Ya no creemos en demonios, ni en brujas góticas, ni en Anticristos. Ya no nos ahuyentan porque nos hemos habituado a ellos. Hemos dado una patada a la moral, a la ética, a las buenas maneras,  aceptando gustosos  los mandamientos del nihilismo. Nos hemos pasado al otro extremo, ya somos todos fariseos.

Muchos piensan que el discurso moralista del Bosco no tiene oídos que le escuchen en una sociedad como la nuestra, por ser anticuado y conservador. No lo comparto. No creo que su discurso sea de esos que se ajustan a las modas. Es un discurso eterno en el fondo y atractivo en las formas.

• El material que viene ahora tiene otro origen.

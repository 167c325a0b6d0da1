//! Named-signal dispatcher used by the integrations.
//!
//! Discovery bridges and refresh plumbing communicate through named
//! signals rather than direct references, so a subscriber set up before
//! a sender exists still receives everything sent later.

use std::sync::Arc;

use tokio::sync::broadcast;

/// Default channel capacity for the dispatcher.
pub const DEFAULT_CHANNEL_CAPACITY: usize = 1000;

/// Metadata attached to every dispatched signal.
#[derive(Debug, Clone)]
pub struct SignalMeta {
    /// Component that sent the signal.
    pub source: String,
    /// Unix timestamp of the send.
    pub timestamp: i64,
}

impl SignalMeta {
    /// Metadata stamped with the current time.
    pub fn new(source: impl Into<String>) -> Self {
        Self {
            source: source.into(),
            timestamp: chrono::Utc::now().timestamp(),
        }
    }
}

/// Payload carried by a signal.
#[derive(Debug, Clone)]
pub enum SignalPayload {
    /// A batch of vendor identifiers, used by discovery signals.
    Ids(Vec<String>),
    /// Arbitrary structured data.
    Json(serde_json::Value),
}

impl SignalPayload {
    /// Identifier batch, if this payload carries one.
    pub fn ids(&self) -> Option<&[String]> {
        match self {
            SignalPayload::Ids(ids) => Some(ids),
            SignalPayload::Json(_) => None,
        }
    }

    /// Structured data, if this payload carries it.
    pub fn json(&self) -> Option<&serde_json::Value> {
        match self {
            SignalPayload::Ids(_) => None,
            SignalPayload::Json(value) => Some(value),
        }
    }
}

/// Broadcast dispatcher for named signals.
///
/// Signals are distributed to every subscriber. A subscriber that falls
/// behind loses the oldest buffered signals and keeps receiving newer
/// ones.
#[derive(Clone)]
pub struct Dispatcher {
    /// Broadcast channel sender
    tx: broadcast::Sender<(String, SignalPayload, SignalMeta)>,
    /// Dispatcher name for identification
    name: String,
}

impl Dispatcher {
    /// Create a dispatcher with default capacity.
    pub fn new() -> Self {
        Self::with_capacity(DEFAULT_CHANNEL_CAPACITY)
    }

    /// Create a dispatcher with the specified capacity.
    ///
    /// The capacity determines how many signals are buffered for slow
    /// subscribers.
    pub fn with_capacity(capacity: usize) -> Self {
        let (tx, _) = broadcast::channel(capacity);
        Self {
            tx,
            name: "default".to_string(),
        }
    }

    /// Create a dispatcher with a name.
    pub fn with_name(name: impl Into<String>) -> Self {
        Self {
            tx: broadcast::channel(DEFAULT_CHANNEL_CAPACITY).0,
            name: name.into(),
        }
    }

    /// Get the name of this dispatcher.
    pub fn name(&self) -> &str {
        &self.name
    }

    /// Get the number of current subscribers.
    pub fn subscriber_count(&self) -> usize {
        self.tx.receiver_count()
    }

    /// Send a signal with a default source.
    ///
    /// The signal goes to all subscribers. If there are none, it is
    /// discarded. Returns `true` if at least one subscriber existed.
    pub async fn send(&self, signal: impl Into<String>, payload: SignalPayload) -> bool {
        self.send_from(signal, payload, "system").await
    }

    /// Send a signal with a custom source.
    pub async fn send_from(
        &self,
        signal: impl Into<String>,
        payload: SignalPayload,
        source: impl Into<String>,
    ) -> bool {
        let meta = SignalMeta::new(source);
        self.tx.send((signal.into(), payload, meta)).is_ok()
    }

    /// Subscribe to every signal.
    pub fn subscribe_all(&self) -> SignalReceiver {
        SignalReceiver {
            rx: self.tx.subscribe(),
        }
    }

    /// Subscribe to one named signal.
    ///
    /// Signals with other names are skipped inside the subscription, so
    /// the caller only ever sees the name it asked for.
    pub fn subscribe(&self, signal: impl Into<String>) -> Subscription {
        Subscription {
            rx: self.tx.subscribe(),
            signal: signal.into(),
        }
    }
}

impl Default for Dispatcher {
    fn default() -> Self {
        Self::new()
    }
}

/// Receiver for all signals from the dispatcher.
pub struct SignalReceiver {
    rx: broadcast::Receiver<(String, SignalPayload, SignalMeta)>,
}

impl SignalReceiver {
    /// Receive the next signal.
    ///
    /// Returns `None` if the dispatcher is closed.
    pub async fn recv(&mut self) -> Option<(String, SignalPayload, SignalMeta)> {
        match self.rx.recv().await {
            Ok(signal) => Some(signal),
            Err(broadcast::error::RecvError::Lagged(_)) => {
                // Missed some signals, pick up from whatever is buffered
                self.rx.try_recv().ok()
            }
            Err(broadcast::error::RecvError::Closed) => None,
        }
    }

    /// Try to receive a signal without blocking.
    pub fn try_recv(&mut self) -> Option<(String, SignalPayload, SignalMeta)> {
        self.rx.try_recv().ok()
    }
}

/// Receiver for one named signal.
pub struct Subscription {
    rx: broadcast::Receiver<(String, SignalPayload, SignalMeta)>,
    signal: String,
}

impl Subscription {
    /// Name this subscription listens for.
    pub fn signal(&self) -> &str {
        &self.signal
    }

    /// Receive the next matching signal.
    ///
    /// Returns `None` if the dispatcher is closed.
    pub async fn recv(&mut self) -> Option<(SignalPayload, SignalMeta)> {
        loop {
            match self.rx.recv().await {
                Ok((name, payload, meta)) => {
                    if name == self.signal {
                        return Some((payload, meta));
                    }
                    // Different signal, keep waiting
                }
                Err(broadcast::error::RecvError::Lagged(_)) => {
                    // Missed some signals, keep receiving newer ones
                    continue;
                }
                Err(broadcast::error::RecvError::Closed) => return None,
            }
        }
    }

    /// Try to receive a matching signal without blocking.
    pub fn try_recv(&mut self) -> Option<(SignalPayload, SignalMeta)> {
        while let Ok((name, payload, meta)) = self.rx.try_recv() {
            if name == self.signal {
                return Some((payload, meta));
            }
            // Keep draining buffered signals
        }
        None
    }
}

/// Shared dispatcher handle.
pub type SharedDispatcher = Arc<Dispatcher>;
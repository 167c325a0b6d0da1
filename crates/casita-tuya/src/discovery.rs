//! Discovery bridge: turns cloud device announcements into registered
//! tracker entities.
//!
//! One eager pass adapts every tracker the manager already knows, then
//! two background tasks keep the platform in sync: new-device signals
//! grow the entity set, update signals trigger a refresh of already
//! adapted devices. Devices of other categories are left for other
//! bridges.

use std::sync::Arc;

use casita_core::{Platform, RefreshPolicy, SharedEntity};
use tokio::task::JoinHandle;

use crate::cloud::DeviceManager;
use crate::tracker::{tracker_uid, TrackerEntity};

/// Signal announcing newly discovered device ids.
pub const DISCOVERY_SIGNAL: &str = "tuya_discovery_new";

/// Signal announcing status pushes for known device ids.
pub const UPDATE_SIGNAL: &str = "tuya_entry_update";

/// Cloud category handled by this bridge.
pub const TRACKER_CATEGORY: &str = "tracker";

/// Handle on the background tasks of one set-up entry.
///
/// Dropping it stops the bridge.
pub struct EntryUnload {
    tasks: Vec<JoinHandle<()>>,
}

impl EntryUnload {
    /// Stop listening for discovery and update signals.
    pub fn unload(mut self) {
        for task in self.tasks.drain(..) {
            task.abort();
        }
    }
}

impl Drop for EntryUnload {
    fn drop(&mut self) {
        for task in &self.tasks {
            task.abort();
        }
    }
}

/// Wire the tracker bridge into a platform.
///
/// Subscriptions are taken before the eager pass, so a device announced
/// while the pass runs is buffered rather than lost.
pub async fn setup_entry(
    platform: &Arc<Platform>,
    manager: Arc<dyn DeviceManager>,
    policy: RefreshPolicy,
) -> EntryUnload {
    let dispatcher = platform.dispatcher();
    let mut discovered = dispatcher.subscribe(DISCOVERY_SIGNAL);
    let mut updated = dispatcher.subscribe(UPDATE_SIGNAL);

    add_new_trackers(platform, &manager, policy, &manager.device_ids()).await;

    let discovery_platform = platform.clone();
    let discovery_manager = manager.clone();
    let discovery = tokio::spawn(async move {
        while let Some((payload, _)) = discovered.recv().await {
            let Some(ids) = payload.ids() else { continue };
            add_new_trackers(&discovery_platform, &discovery_manager, policy, ids).await;
        }
    });

    let update_platform = platform.clone();
    let updates = tokio::spawn(async move {
        let refresh = update_platform.refresh_handle();
        while let Some((payload, _)) = updated.recv().await {
            let Some(ids) = payload.ids() else { continue };
            for id in ids {
                let uid = tracker_uid(id);
                // Updates for devices other bridges own are not ours
                if update_platform.entity(&uid).is_some() {
                    refresh.request(uid.as_str());
                }
            }
        }
    });

    EntryUnload {
        tasks: vec![discovery, updates],
    }
}

/// Adapt and register every id that is a tracker and not yet present.
async fn add_new_trackers(
    platform: &Arc<Platform>,
    manager: &Arc<dyn DeviceManager>,
    policy: RefreshPolicy,
    ids: &[String],
) {
    let mut entities: Vec<SharedEntity> = Vec::new();
    for id in ids {
        let Some(device) = manager.device(id) else {
            tracing::warn!(device = %id, "announced device unknown to the cloud manager");
            continue;
        };
        if device.category != TRACKER_CATEGORY {
            continue;
        }
        if platform.entity(&tracker_uid(id)).is_some() {
            continue;
        }
        entities.push(Arc::new(TrackerEntity::new(
            device,
            manager.clone(),
            platform.refresh_handle(),
            policy,
        )) as SharedEntity);
    }
    platform.add_entities(entities).await;
}
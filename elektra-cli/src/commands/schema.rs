use clap::ValueEnum;
use elektra_core::models::{
    CreatePricesRequest, MergeRequest, ScrubPricesRequest, TranslateRequest,
};
use schemars::{Schema, schema_for};

// The request bodies accepted by the JSON subcommands
#[derive(Clone, Copy, Debug, PartialEq, ValueEnum)]
pub enum RequestKind {
    Create,
    Scrub,
    Translate,
    Merge,
}

impl RequestKind {
    pub fn schema(&self) -> Schema {
        match self {
            Self::Create => schema_for!(CreatePricesRequest),
            Self::Scrub => schema_for!(ScrubPricesRequest),
            Self::Translate => schema_for!(TranslateRequest),
            Self::Merge => schema_for!(MergeRequest),
        }
    }
}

Seguimos observando extasiados cómo el carro de heno  marcha desplazando su carga sin salir del carril. Pobres almas destinadas a saciar la gula del Ángel del Infierno. Y todo ello ante la atónita mirada de un Dios impotente refugiado en una menesterosa nube.

¿Por qué empatizamos con la obra del Bosco? ¿Será quizás porque rondando en nuestras cabezas están las imantadas imágenes del éxodo suicida del pueblo sirio? ¿Porque escuchamos a los lejos los truenos de las bombas terroristas que estallan por todas partes? ¿Porque sentimos el roce de la mata de la mandrágora, que crece en los despachos de los corruptos políticos? ¿Porque respingamos al presentir el garrote del banquero? ¿Quizá por los aullidos de impotencia y dolor que arranca un camión en pleno día de fiestas?

Seguimos siendo los mismos pollos sin cabeza bailando la danza de los idiotas, no queremos ver que el Mal ha cambiado de forma, que ya no tiene rabo, ni echa fuego por la boca. Ahora es más cobarde, ya no se muestra, no saca pecho. Ahora se sienta en los sillones, extiende la mano, toca un botón y nos sentencia a otra vuelta de tuerca.

Maravillosa es la iconografía que El Bosco imaginó para describir la necedad humana.  Todos sus símbolos van dirigidos hacia una misma sentencia que podría resumirse así:

“Más que por hacer el bien, preocúpate por evitar el mal”.